┏━━
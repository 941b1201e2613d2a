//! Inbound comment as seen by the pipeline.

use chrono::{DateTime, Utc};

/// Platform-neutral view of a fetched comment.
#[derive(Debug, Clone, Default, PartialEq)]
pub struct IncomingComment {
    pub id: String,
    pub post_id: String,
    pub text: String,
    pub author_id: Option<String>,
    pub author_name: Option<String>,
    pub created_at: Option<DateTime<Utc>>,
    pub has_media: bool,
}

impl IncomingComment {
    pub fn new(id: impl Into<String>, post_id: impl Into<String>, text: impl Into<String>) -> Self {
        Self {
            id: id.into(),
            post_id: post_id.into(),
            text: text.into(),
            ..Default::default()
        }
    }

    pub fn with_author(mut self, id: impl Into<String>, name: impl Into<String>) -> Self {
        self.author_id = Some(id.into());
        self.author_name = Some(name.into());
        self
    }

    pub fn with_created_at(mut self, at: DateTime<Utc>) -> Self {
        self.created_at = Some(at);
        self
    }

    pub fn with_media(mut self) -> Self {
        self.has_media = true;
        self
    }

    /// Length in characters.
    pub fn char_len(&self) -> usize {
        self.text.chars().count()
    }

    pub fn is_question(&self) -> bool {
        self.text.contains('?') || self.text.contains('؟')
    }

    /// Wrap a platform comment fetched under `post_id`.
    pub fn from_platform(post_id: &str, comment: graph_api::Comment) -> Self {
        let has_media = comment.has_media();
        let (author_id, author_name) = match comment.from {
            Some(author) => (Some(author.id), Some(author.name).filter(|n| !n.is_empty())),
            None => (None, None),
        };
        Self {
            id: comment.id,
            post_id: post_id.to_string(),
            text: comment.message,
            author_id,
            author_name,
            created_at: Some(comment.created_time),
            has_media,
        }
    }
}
┗━━
# YOUR ASSIGNMENT:
The answer should hold exactly the lines running from the one with "let has_media = comment.has_media();" to the final line of the data, both ends counted.

# RESPONSE TO THIS TASK:
        let has_media = comment.has_media();
        let (author_id, author_name) = match comment.from {
            Some(author) => (Some(author.id), Some(author.name).filter(|n| !n.is_empty())),
            None => (None, None),
        };
        Self {
            id: comment.id,
            post_id: post_id.to_string(),
            text: comment.message,
            author_id,
            author_name,
            created_at: Some(comment.created_time),
            has_media,
        }
    }
}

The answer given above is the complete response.